Joey Pepper | Issue 50

Shit Talk Corner with Joey Pepper

Shit Talk Corner with Joey Pepper

Shit Talk Corner with Joey Pepper

THIS ISSUE’S SHIT TALKER IS NONE OTHER THAN JOEY PEPPER. IT TOOK JOEY A LITTLE LONGER THAN USUAL TO GET THIS DONE BECAUSE HE WASN’T FEELING “NEGATIVE” ENOUGH. A TRIP BACK EAST CURED THIS PROBLEM WHERE JOEY SAYS, “THE NEGATIVITY WAS FLOWING LIKE WATER.”. BELOW ARE FIVE RANDOM TOPICS WE GAVE JOEY TO LET RIP A TIRADE OF HATE.

BICYCLES
Every asshole in a city has a bike these days. Most of the ones you’ll see around San Francisco are fixed gear, single speed bikes. These bikes were originally designed for racing in the velodromes but were later adapted to the city streets. Don’t get one just because you want to look like the lost Beatle wearing your mommy’s designer jeans. It’s not a fashion accessory. You’re not gonna ride faster or better just because you have the rarest imported Japanese “damn blood” bike, and look like one of the strokes. I have to admit, it does brighten my day every time I see another hipster dickwad cruising down Market Street checking his faux-hawk, when his front tire slips into the train track, tossing the waif-boy violently to the street below.

GRASS
I’m from the East Coast. We got lawns back there. Plush, green lawns. What the fuck is up with California? I don’t think I’ve seen a lawn since I’ve been here. A backyard in California consists of a plod of dirt that has been packed down for the last 20 years, and a tarp covered in rocks. I love barbecuing barefoot on some nice lava rocks. My friend Nikhil Thayer has one of these backyards. He also has a beautiful newborn daughter. Nothing like having a weekend BBQ with the friends and family on a hot bed of lava rocks. His baby is gonna develop shin’s like mine. When I go to his house I feel like I’m on planet Pluto. Oh wait. Pluto isn’t a planet anymore, C’mon scientists! Have you ever seen the movie “Rudy”? I think Pluto has proved that it has enough heart to be called a planet. Let’s rename Pluto, “Rudy”, start a slow clap for him, and call it a day.

HIPPIES
Fuck a dirty hippie. Fuck white dudes with dreadlocks. Fuck patchouli, fuck hemp bracelets, fuck pan handling, fuck Phish, fuck Burning Man, fuck fire juggling, fuck Birkenstocks, fuck vegans, fuck Volkswagen, fuck hairy chicks, fuck tofu, fuck Jerry and cherry Garcia, fuck smiley faces, fuck bumper stickers, fuck mushrooms, fuck pooka-shells, fuck free love, fuck drum circles, fuck hackysacks, fuck notdogs, fuck jafakens, fuck tie-dyes, fuck body piercings, fuck henna tattoos, sun tattoos, dolphin tattoos, tribal bands, fuck dread bags, fuck pony tails, fuck Haight and Ashbury, fuck trust fund hippies, fuck “Mean People Suck” stickers, fuck Woodstock, fuck Nag Champa, fuck glass pipes, fuck bongs, fuck yoga, fuck meditation, fuck body odor, fuck p.e.t.a., fuck soy beans, fuck animals, fuck hugging trees, fuck the green party, fuck recycling, fuck the ozone, fuck Greenpeace, fuck hybrid cars, fuck ethanol, fuck high times, fuck Humboldt, fuck dank nuggs, fuck anyone who brings veggie burgers to a barbeque, fuck granola, fuck whole foods, fuck compost, fuck voodoo sticks, fuck hippies. Give me a cold whiskey and rare steak anyday.

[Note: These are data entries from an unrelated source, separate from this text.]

use serde::{Deserialize, Serialize};

use super::gamification::Gamification;

#[derive(Clone, Debug, Serialize)]
pub struct Badge {
    pub id: &'static str,
    pub name: &'static str,
    pub description: &'static str,
    pub icon: &'static str,
    pub points: i64,
}

pub const CATALOG: [Badge; 7] = [
    Badge {
        id: "first_expense",
        name: "First Step",
        description: "Added your first expense",
        icon: "👶",
        points: 10,
    },
    Badge {
        id: "expense_tracker",
        name: "Expense Tracker",
        description: "Added 10 expenses",
        icon: "📝",
        points: 50,
    },
    Badge {
        id: "budget_master",
        name: "Budget Master",
        description: "Added 50 expenses",
        icon: "💰",
        points: 100,
    },
    Badge {
        id: "streak_master",
        name: "Streak Master",
        description: "7-day expense tracking streak",
        icon: "🔥",
        points: 75,
    },
    Badge {
        id: "ai_enthusiast",
        name: "AI Enthusiast",
        description: "Used AI assistant 10 times",
        icon: "🤖",
        points: 60,
    },
    Badge {
        id: "insights_seeker",
        name: "Insights Seeker",
        description: "Generated AI insights",
        icon: "🧠",
        points: 40,
    },
    Badge {
        id: "saver",
        name: "Smart Saver",
        description: "Maintained 20%+ savings rate",
        icon: "💎",
        points: 150,
    },
];

pub fn find(id: &str) -> Option<&'static Badge> {
    CATALOG.iter().find(|badge| badge.id == id)
}

/// The action that just happened, for badges tied to a specific event.
#[derive(Clone, Copy, Debug, Deserialize, PartialEq, Eq)]
#[serde(rename_all = "snake_case")]
pub enum BadgeTrigger {
    ExpenseAdded,
    AiChat,
    AiInsights,
}

fn condition_holds(badge: &Badge, stats: &Gamification, trigger: Option<BadgeTrigger>) -> bool {
    match badge.id {
        "first_expense" => {
            trigger == Some(BadgeTrigger::ExpenseAdded) && stats.total_expenses == 1
        }
        "expense_tracker" => stats.total_expenses >= 10,
        "budget_master" => stats.total_expenses >= 50,
        "streak_master" => stats.streak >= 7,
        "insights_seeker" => trigger == Some(BadgeTrigger::AiInsights),
        // ai_enthusiast and saver depend on data this block does not track.
        _ => false,
    }
}

/// Badges not yet held whose unlock condition is met.
pub fn eligible(stats: &Gamification, trigger: Option<BadgeTrigger>) -> Vec<&'static Badge> {
    CATALOG
        .iter()
        .filter(|badge| !stats.has_badge(badge.id))
        .filter(|badge| condition_holds(badge, stats, trigger))
        .collect()
}

#[derive(Clone, Debug, Serialize)]
pub struct BadgeStatus {
    #[serde(flatten)]
    pub badge: &'static Badge,
    pub earned: bool,
    pub eligible: bool,
}

pub fn statuses(stats: &Gamification, trigger: Option<BadgeTrigger>) -> Vec<BadgeStatus> {
    let eligible = eligible(stats, trigger);

    CATALOG
        .iter()
        .map(|badge| BadgeStatus {
            badge,
            earned: stats.has_badge(badge.id),
            eligible: eligible.iter().any(|e| e.id == badge.id),
        })
        .collect()
}

#[cfg(test)]
mod tests {
    use super::*;

    fn ids(badges: Vec<&'static Badge>) -> Vec<&'static str> {
        badges.into_iter().map(|badge| badge.id).collect()
    }

    #[test]
    fn first_expense_needs_expense_trigger() {
        let stats = Gamification {
            total_expenses: 1,
            ..Default::default()
        };

        assert_eq!(ids(eligible(&stats, Some(BadgeTrigger::ExpenseAdded))), vec!["first_expense"]);
        assert!(eligible(&stats, Some(BadgeTrigger::AiChat)).is_empty());
    }

    #[test]
    fn held_badges_are_not_eligible_again() {
        let stats = Gamification {
            total_expenses: 12,
            streak: 7,
            badges: vec!["expense_tracker".into()],
            ..Default::default()
        };

        assert_eq!(ids(eligible(&stats, None)), vec!["streak_master"]);
    }

    #[test]
    fn insights_trigger_unlocks_insights_seeker() {
        let stats = Gamification::default();
        assert_eq!(ids(eligible(&stats, Some(BadgeTrigger::AiInsights))), vec!["insights_seeker"]);
    }

    #[test]
    fn statuses_cover_whole_catalog() {
        let stats = Gamification {
            total_expenses: 50,
            badges: vec!["budget_master".into()],
            ..Default::default()
        };
        let statuses = statuses(&stats, None);

        assert_eq!(statuses.len(), CATALOG.len());
        let master = statuses.iter().find(|s| s.badge.id == "budget_master").unwrap();
        assert!(master.earned && !master.eligible);
        let tracker = statuses.iter().find(|s| s.badge.id == "expense_tracker").unwrap();
        assert!(!tracker.earned && tracker.eligible);
    }

    #[test]
    fn trigger_names_follow_client_actions() {
        let trigger: BadgeTrigger = serde_json::from_str(r#""expense_added""#).unwrap();
        assert_eq!(trigger, BadgeTrigger::ExpenseAdded);
        assert!(serde_json::from_str::<BadgeTrigger>(r#""ai_chat""#).is_ok());
        assert!(serde_json::from_str::<BadgeTrigger>(r#""ai_insights""#).is_ok());
    }

    #[test]
    fn find_looks_up_catalog_points() {
        assert_eq!(find("saver").map(|b| b.points), Some(150));
        assert!(find("unknown").is_none());
    }
}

Shit Talk Corner with Joey Pepper

180 nosegrind revert. Sequnce: Tadashi

CNN
Soledad O’Brian and her planet of the ape’s ass can suck it. Miles O’brien can take a shit, and Anderson Cooper can stop saving puppies in New Orleans and come wash the piss off my bathroom floor.

SKATE INDUSTRY SALES REPS
These dudes might be slightly more tolerable if they removed any of the 20 dicks from their mouths while attempting to hold any sort of conversation. I don’t want to hear about how long you’ve been down with the “industry” or the 900 other bullshit reasons you’re so “core”. I don’t want to hear about how sick the spring catalogue is going to be or how “so an so’s” been comin’ up. I don’t give a fuck about the demo YOU put together last week and I sure as fuck don’t care about how your fucking whack ass shoe is gonna “Blow the doors off of the skate industry.”. Nobody gives a shit about your debilitating knee injury and how you miss skateboarding more than anything. Save the sob story pussy. Nobody wants to hear about who’s repping, who’s slacking, or how marketable little Johnny is. Industry updates can take a shit and so can your bag of samples.